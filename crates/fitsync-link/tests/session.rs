//! Link session behavior over a scripted transport.

use std::time::Duration;

use ant_protocol::{encode, MSG_ACKNOWLEDGED_DATA, MSG_BURST_DATA, MSG_CHANNEL_EVENT};
use fitsync_link::retry::Operation;
use fitsync_link::{LinkError, LinkSession, LinkTiming, ScriptedTransport};

fn link(transport: ScriptedTransport) -> LinkSession<ScriptedTransport> {
    LinkSession::with_timing(transport, 0, LinkTiming::immediate())
}

fn tx_event(code: u8) -> Vec<u8> {
    encode(MSG_CHANNEL_EVENT, &[0x00, 0x01, code]).unwrap()
}

#[test]
fn test_resync_skips_exactly_the_garbage_prefix() {
    let garbage = vec![0x00, 0x13, 0x37, 0xFF, 0x42];
    let frame = encode(MSG_ACKNOWLEDGED_DATA, &[0x00, 0xDE, 0xAD]).unwrap();

    let mut transport = ScriptedTransport::new();
    transport.queue([garbage, frame.clone()].concat());

    let mut link = link(transport);
    let received = link.receive_frame().unwrap();
    assert_eq!(received.as_bytes(), frame.as_slice());
    assert_eq!(link.buffered_len(), 0);
}

#[test]
fn test_out_of_range_length_drops_one_byte_and_continues() {
    // Sync byte followed by a length of 33, then a valid frame.
    let frame = encode(MSG_ACKNOWLEDGED_DATA, &[0x00, 0x01]).unwrap();
    let mut transport = ScriptedTransport::new();
    transport.queue([vec![0xA4, 33], frame.clone()].concat());

    let mut link = link(transport);
    assert_eq!(link.receive_frame().unwrap().as_bytes(), frame.as_slice());
}

#[test]
fn test_corrupted_frame_is_skipped() {
    let mut bad = encode(MSG_ACKNOWLEDGED_DATA, &[0x00, 0x01, 0x02]).unwrap();
    bad[4] ^= 0x10;
    let good = encode(MSG_ACKNOWLEDGED_DATA, &[0x00, 0x03]).unwrap();

    let mut transport = ScriptedTransport::new();
    transport.queue([bad, good.clone()].concat());

    let mut link = link(transport);
    assert_eq!(link.receive_frame().unwrap().as_bytes(), good.as_slice());
}

#[test]
fn test_burst_reassembles_in_three_polls() {
    let a = encode(MSG_BURST_DATA, &[0x00, 1, 2, 3, 4, 5, 6, 7, 8]).unwrap();
    let b = encode(MSG_BURST_DATA, &[0x20, 9, 10, 11, 12, 13, 14, 15, 16]).unwrap();
    let c = encode(MSG_BURST_DATA, &[0xC0, 17, 18]).unwrap();
    let trailing = tx_event(0x05);

    let mut transport = ScriptedTransport::new();
    transport
        .queue(a)
        .queue(b)
        .queue(c)
        .queue(trailing.clone());

    let mut link = link(transport);
    let data = link.check_burst_response().unwrap();
    assert_eq!(data, (1..=18).collect::<Vec<u8>>());
    assert_eq!(link.transport().reads(), 3);
    assert_eq!(link.transport().pending(), 1);
}

#[test]
fn test_burst_end_not_detected() {
    let mut transport = ScriptedTransport::new();
    transport.queue(encode(MSG_BURST_DATA, &[0x00, 1]).unwrap());

    let mut link = link(transport);
    assert!(matches!(
        link.check_burst_response(),
        Err(LinkError::BurstEndNotDetected { polls: 128 })
    ));
}

#[test]
fn test_acknowledged_send_succeeds_after_start_event() {
    let mut transport = ScriptedTransport::new();
    transport.queue(tx_event(0x0A)).queue(tx_event(0x05));

    let mut link = link(transport);
    link.send_acknowledged_data(&[0x78, 0x00, 0, 0, 0, 0, 0, 0])
        .unwrap();
    assert_eq!(
        link.transport().written(),
        &[encode(MSG_ACKNOWLEDGED_DATA, &[0x00, 0x78, 0x00, 0, 0, 0, 0, 0, 0]).unwrap()]
    );
}

#[test]
fn test_acknowledged_send_resends_after_transmit_failure() {
    let mut transport = ScriptedTransport::new();
    transport.queue(tx_event(0x06)).queue(tx_event(0x05));

    let mut link = link(transport);
    link.send_acknowledged_data(&[1, 2, 3]).unwrap();
    assert_eq!(link.transport().written().len(), 2);
}

#[test]
fn test_acknowledged_send_reports_transmit_failure() {
    let mut transport = ScriptedTransport::new();
    for _ in 0..8 {
        transport.queue(tx_event(0x06));
    }

    let mut link = link(transport);
    assert!(matches!(
        link.send_acknowledged_data(&[1]),
        Err(LinkError::TransmitFailed)
    ));
    assert_eq!(link.transport().written().len(), 8);
}

#[test]
fn test_acknowledged_send_times_out() {
    let mut link = link(ScriptedTransport::new());
    assert!(matches!(
        link.send_acknowledged_data(&[1]),
        Err(LinkError::NoAcknowledgement { polls: 16 })
    ));
    assert_eq!(link.transport().written().len(), 8);
}

#[test]
fn test_acknowledged_reply_strips_envelope() {
    let mut transport = ScriptedTransport::new();
    transport
        .queue(tx_event(0x05))
        .queue(encode(MSG_ACKNOWLEDGED_DATA, &[0x00, 0x38, 0x41, 0xAA]).unwrap());

    let mut link = link(transport);
    assert_eq!(
        link.receive_acknowledged_reply().unwrap(),
        vec![0x38, 0x41, 0xAA]
    );
}

#[test]
fn test_burst_send_retries_whole_burst_on_write_error() {
    let mut transport = ScriptedTransport::new();
    transport.fail_next_writes(1);
    transport.queue(tx_event(0x05));

    let mut link = link(transport);
    link.send_burst_data(&[0u8; 18], Duration::ZERO).unwrap();
    // First attempt dies on its first packet; the second sends both.
    assert_eq!(link.transport().written().len(), 2);
}

#[test]
fn test_acknowledged_reply_gives_up_after_thirty_polls() {
    let mut transport = ScriptedTransport::new();
    for _ in 0..30 {
        transport.queue(tx_event(0x05));
    }
    // Arrives one poll too late.
    transport.queue(encode(MSG_ACKNOWLEDGED_DATA, &[0x00, 0x38, 0x41]).unwrap());

    let mut link = link(transport);
    match link.receive_acknowledged_reply() {
        Err(LinkError::Exhausted(exhausted)) => {
            assert_eq!(exhausted.operation, Operation::AcknowledgedReply);
            assert_eq!(exhausted.attempts, 30);
        }
        other => panic!("expected exhaustion, got {:?}", other),
    }
    assert_eq!(link.transport().pending(), 1);
}

#[test]
fn test_burst_send_returns_last_error_after_four_attempts() {
    let mut transport = ScriptedTransport::new();
    for _ in 0..4 {
        transport.queue(tx_event(0x06));
    }
    // Never reached.
    transport.queue(tx_event(0x05));

    let mut link = link(transport);
    assert!(matches!(
        link.send_burst_data(&[0u8; 9], Duration::ZERO),
        Err(LinkError::TransmitFailed)
    ));
    assert_eq!(link.transport().written().len(), 4);
    assert_eq!(link.transport().pending(), 1);
}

..............................

[What needs to be done] Of the lines above, output exactly those from the line bearing "transport.queue([bad, good.clone()].concat());" through the line bearing "6, 7, 8]).unwrap();", inclusive.

[Result of the exercise]
    transport.queue([bad, good.clone()].concat());

    let mut link = link(transport);
    assert_eq!(link.receive_frame().unwrap().as_bytes(), good.as_slice());
}

#[test]
fn test_burst_reassembles_in_three_polls() {
    let a = encode(MSG_BURST_DATA, &[0x00, 1, 2, 3, 4, 5, 6, 7, 8]).unwrap();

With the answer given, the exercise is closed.